[TASK GOAL] Check every line of the material below for the string "unused". State how many lines have it.

[SOURCE RECORDS]
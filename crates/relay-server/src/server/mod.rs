//! SSH server implementation

mod handler;
mod listener;

pub use handler::{ConnectionHandler, TransportConfig};
pub use listener::{shutdown_on_signal, ActiveConnections, SftpServer};
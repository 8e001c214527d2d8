//! Client authorization for the relay servers
//!
//! The transport asks an [`AuthPolicy`] whether a user presenting a given
//! public key may log in. The default policy only checks the username.

mod keys;
mod policy;

pub use keys::AuthorizedKeys;
pub use policy::{AuthDecision, AuthPolicy, AuthorizedKeysPolicy, SingleUserPolicy};
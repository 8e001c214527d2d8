//! Mapping of I/O failures onto SFTP status codes

use std::io::ErrorKind;

use russh_sftp::protocol::{Status, StatusCode};

/// Translate an I/O error into the status code reported to the client
pub fn status_from_io(error: std::io::Error) -> StatusCode {
    match error.kind() {
        ErrorKind::NotFound => StatusCode::NoSuchFile,
        ErrorKind::PermissionDenied => StatusCode::PermissionDenied,
        ErrorKind::UnexpectedEof => StatusCode::Eof,
        _ => StatusCode::Failure,
    }
}

/// Successful status reply for request `id`
pub(crate) fn ok(id: u32) -> Status {
    Status {
        id,
        status_code: StatusCode::Ok,
        error_message: "Ok".to_string(),
        language_tag: "en-US".to_string(),
    }
}
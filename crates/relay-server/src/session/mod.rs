//! Per-connection channel bookkeeping

mod multiplexer;

pub use multiplexer::{ChannelTable, RequestVerdict};
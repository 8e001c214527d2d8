//! Relay integration tests
//!
//! Runs a sender and a receiver in-process and forwards files between them.

use std::net::SocketAddr;
use std::path::Path;
use std::sync::Arc;
use std::time::Duration;

use russh_keys::key::KeyPair;
use tempfile::TempDir;
use tokio::net::TcpListener;
use tokio_util::sync::CancellationToken;

use relay_core::config::{ForwarderConfig, ServerConfig};
use relay_core::{PinnedHostKeys, SingleUserPolicy};
use relay_forward::{ConnectionError, Relay, RelayError, SftpConnector};
use relay_server::{ActiveConnections, SftpServer};

/// A server running on an ephemeral port
struct TestServer {
    addr: SocketAddr,
    fingerprint: String,
    active: ActiveConnections,
}

async fn start_server(root: &Path, cancel: &CancellationToken) -> TestServer {
    let host_key = KeyPair::generate_ed25519().unwrap();
    let fingerprint = host_key.clone_public_key().unwrap().fingerprint();

    let server = SftpServer::new(
        host_key,
        &ServerConfig::default(),
        Arc::new(SingleUserPolicy::new("user")),
        root.to_path_buf(),
        cancel.clone(),
    );

    let active = server.active_connections();

    let listener = TcpListener::bind("127.0.0.1:0").await.unwrap();
    let addr = listener.local_addr().unwrap();
    tokio::spawn(async move { server.serve(listener).await });

    TestServer {
        addr,
        fingerprint,
        active,
    }
}

/// Wait until `server` has no connection left open
async fn wait_until_idle(server: &TestServer) {
    tokio::time::timeout(Duration::from_secs(5), async {
        while server.active.count() > 0 {
            tokio::time::sleep(Duration::from_millis(20)).await;
        }
    })
    .await
    .expect("server still holds a connection");
}

fn relay_between(source: &TestServer, destination: &str, trusted: Vec<String>) -> Relay {
    let config = ForwarderConfig {
        connect_timeout: Some(Duration::from_secs(10)),
        ..ForwarderConfig::default()
    };
    let key = Arc::new(KeyPair::generate_ed25519().unwrap());
    let connector = SftpConnector::new(&config, key, Arc::new(PinnedHostKeys::new(trusted)));

    Relay::new(connector, source.addr.to_string(), destination)
}

fn path_str(path: &Path) -> String {
    path.to_string_lossy().into_owned()
}

#[tokio::test]
async fn test_relay_report_csv() {
    let cancel = CancellationToken::new();
    let sender_root = TempDir::new().unwrap();
    let receiver_root = TempDir::new().unwrap();

    let data = sender_root.path().join("data");
    let incoming = receiver_root.path().join("incoming");
    std::fs::create_dir(&data).unwrap();
    std::fs::create_dir(&incoming).unwrap();
    std::fs::write(data.join("report.csv"), b"a,b\n1,2\n").unwrap();

    let sender = start_server(sender_root.path(), &cancel).await;
    let receiver = start_server(receiver_root.path(), &cancel).await;

    let relay = relay_between(
        &sender,
        &receiver.addr.to_string(),
        vec![sender.fingerprint.clone(), receiver.fingerprint.clone()],
    );
    let report = relay
        .run(&path_str(&data.join("report.csv")), &path_str(&incoming))
        .await
        .unwrap();

    assert_eq!(report.destination, path_str(&incoming.join("report.csv")));
    assert_eq!(report.bytes, 8);
    assert_eq!(
        std::fs::read(incoming.join("report.csv")).unwrap(),
        b"a,b\n1,2\n"
    );

    cancel.cancel();
}

#[tokio::test]
async fn test_relay_zero_length_file() {
    let cancel = CancellationToken::new();
    let sender_root = TempDir::new().unwrap();
    let receiver_root = TempDir::new().unwrap();
    std::fs::write(sender_root.path().join("empty.bin"), b"").unwrap();

    let sender = start_server(sender_root.path(), &cancel).await;
    let receiver = start_server(receiver_root.path(), &cancel).await;

    let relay = relay_between(
        &sender,
        &receiver.addr.to_string(),
        vec![sender.fingerprint.clone(), receiver.fingerprint.clone()],
    );
    let report = relay
        .run(
            &path_str(&sender_root.path().join("empty.bin")),
            &path_str(receiver_root.path()),
        )
        .await
        .unwrap();

    assert_eq!(report.bytes, 0);
    let copied = receiver_root.path().join("empty.bin");
    assert!(copied.is_file());
    assert_eq!(std::fs::metadata(copied).unwrap().len(), 0);

    cancel.cancel();
}

#[tokio::test]
async fn test_relay_large_file_preserves_bytes() {
    let cancel = CancellationToken::new();
    let sender_root = TempDir::new().unwrap();
    let receiver_root = TempDir::new().unwrap();

    let contents: Vec<u8> = (0..300_000u32).map(|i| (i % 251) as u8).collect();
    std::fs::write(sender_root.path().join("blob.bin"), &contents).unwrap();

    let sender = start_server(sender_root.path(), &cancel).await;
    let receiver = start_server(receiver_root.path(), &cancel).await;

    let relay = relay_between(
        &sender,
        &receiver.addr.to_string(),
        vec![sender.fingerprint.clone(), receiver.fingerprint.clone()],
    );
    relay
        .run(
            &path_str(&sender_root.path().join("blob.bin")),
            &path_str(receiver_root.path()),
        )
        .await
        .unwrap();

    assert_eq!(
        std::fs::read(receiver_root.path().join("blob.bin")).unwrap(),
        contents
    );

    cancel.cancel();
}

#[tokio::test]
async fn test_destination_unreachable() {
    let cancel = CancellationToken::new();
    let sender_root = TempDir::new().unwrap();
    let receiver_root = TempDir::new().unwrap();
    std::fs::write(sender_root.path().join("report.csv"), b"a,b\n1,2\n").unwrap();
    let sender = start_server(sender_root.path(), &cancel).await;

    // Reserve a port, then free it so nothing is listening there
    let unused = TcpListener::bind("127.0.0.1:0").await.unwrap();
    let unreachable = unused.local_addr().unwrap().to_string();
    drop(unused);

    let relay = relay_between(&sender, &unreachable, vec![sender.fingerprint.clone()]);
    let result = relay
        .run(&path_str(&sender_root.path().join("report.csv")), "/incoming")
        .await;

    match result {
        Err(RelayError::Connect { address, .. }) => assert_eq!(address, unreachable),
        other => panic!("expected a connect failure, got {:?}", other),
    }

    // The source conversation was closed, not leaked
    wait_until_idle(&sender).await;

    // and the sender serves the same file to the next relay
    let receiver = start_server(receiver_root.path(), &cancel).await;
    let relay = relay_between(
        &sender,
        &receiver.addr.to_string(),
        vec![sender.fingerprint.clone(), receiver.fingerprint.clone()],
    );
    relay
        .run(
            &path_str(&sender_root.path().join("report.csv")),
            &path_str(receiver_root.path()),
        )
        .await
        .unwrap();
    assert_eq!(
        std::fs::read(receiver_root.path().join("report.csv")).unwrap(),
        b"a,b\n1,2\n"
    );

    cancel.cancel();
}

#[tokio::test]
async fn test_relative_destination_directory() {
    let cancel = CancellationToken::new();
    let sender_root = TempDir::new().unwrap();
    let receiver_root = TempDir::new().unwrap();
    std::fs::write(sender_root.path().join("f.txt"), b"relative").unwrap();
    std::fs::create_dir(receiver_root.path().join("uploads")).unwrap();

    let sender = start_server(sender_root.path(), &cancel).await;
    let receiver = start_server(receiver_root.path(), &cancel).await;

    let relay = relay_between(
        &sender,
        &receiver.addr.to_string(),
        vec![sender.fingerprint.clone(), receiver.fingerprint.clone()],
    );
    let report = relay.run("f.txt", "uploads").await.unwrap();

    assert_eq!(report.destination, "uploads/f.txt");
    assert_eq!(
        std::fs::read(receiver_root.path().join("uploads/f.txt")).unwrap(),
        b"relative"
    );
    assert!(!receiver_root.path().join("uploads/uploads").exists());

    cancel.cancel();
}

#[tokio::test]
async fn test_missing_source_file() {
    let cancel = CancellationToken::new();
    let sender_root = TempDir::new().unwrap();
    let receiver_root = TempDir::new().unwrap();

    let sender = start_server(sender_root.path(), &cancel).await;
    let receiver = start_server(receiver_root.path(), &cancel).await;

    let relay = relay_between(
        &sender,
        &receiver.addr.to_string(),
        vec![sender.fingerprint.clone(), receiver.fingerprint.clone()],
    );
    let result = relay
        .run(
            &path_str(&sender_root.path().join("missing.csv")),
            &path_str(receiver_root.path()),
        )
        .await;

    assert!(matches!(result, Err(RelayError::OpenSource { .. })));
    assert!(!receiver_root.path().join("missing.csv").exists());

    cancel.cancel();
}

#[tokio::test]
async fn test_untrusted_host_key_rejected() {
    let cancel = CancellationToken::new();
    let sender_root = TempDir::new().unwrap();
    std::fs::write(sender_root.path().join("report.csv"), b"a,b\n1,2\n").unwrap();
    let sender = start_server(sender_root.path(), &cancel).await;

    let relay = relay_between(&sender, "127.0.0.1:1", vec![]);
    let result = relay
        .run(&path_str(&sender_root.path().join("report.csv")), "/incoming")
        .await;

    assert!(matches!(
        result,
        Err(RelayError::Connect {
            source: ConnectionError::HostKeyRejected { .. },
            ..
        })
    ));

    cancel.cancel();
}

[RESPONSE TO THE TASK] 3